__TASK STATEMENT__.
Among the lines of the data, copy those that hold "SmsNotifier".

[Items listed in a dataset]
----------

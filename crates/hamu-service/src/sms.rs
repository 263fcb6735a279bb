//! # SMS Notification Seam
//!
//! Loyalty notifications are fire-and-forget: they run after the refill
//! transaction commits and a delivery failure never affects the
//! committed record. The transport is behind a trait so deployments can
//! plug in a gateway while tests and offline sync use the no-op.
//!
//! ## Notification Rules
//! ```text
//! ┌─────────────────────────────────────────────────────────────────────────┐
//! │  Notifications are sent ONLY for refills that are:                     │
//! │    • recorded online (no client_id), and                               │
//! │    • attached to a registered customer                                 │
//! │                                                                         │
//! │  free_quantity > 0          → thank-you message                        │
//! │  exactly 1 paid unit to go  → "almost free" reminder                   │
//! │  otherwise                  → nothing                                  │
//! └─────────────────────────────────────────────────────────────────────────┘
//! ```

use tracing::info;

/// Outbound SMS transport.
///
/// Implementations must be infallible from the caller's perspective:
/// log and swallow delivery errors internally.
pub trait SmsNotifier: Send + Sync {
    /// Sent when a refill included free units.
    fn send_free_refill_thanks(&self, phone_number: &str, names: &str, free_quantity: i64);

    /// Sent when the customer's next paid refill unit will be free.
    fn send_almost_free_reminder(&self, phone_number: &str, names: &str);
}

/// Default notifier: logs the would-be message and sends nothing.
///
/// Used in tests and in deployments without an SMS gateway.
#[derive(Debug, Clone, Copy, Default)]
pub struct NoopSms;

impl SmsNotifier for NoopSms {
    fn send_free_refill_thanks(&self, phone_number: &str, names: &str, free_quantity: i64) {
        info!(
            phone = %phone_number,
            customer = %names,
            free_quantity,
            "SMS (noop): free refill thank-you"
        );
    }

    fn send_almost_free_reminder(&self, phone_number: &str, names: &str) {
        info!(
            phone = %phone_number,
            customer = %names,
            "SMS (noop): next refill free reminder"
        );
    }
}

----------

__TASK RESPONSE__.
pub trait SmsNotifier: Send + Sync {
impl SmsNotifier for NoopSms {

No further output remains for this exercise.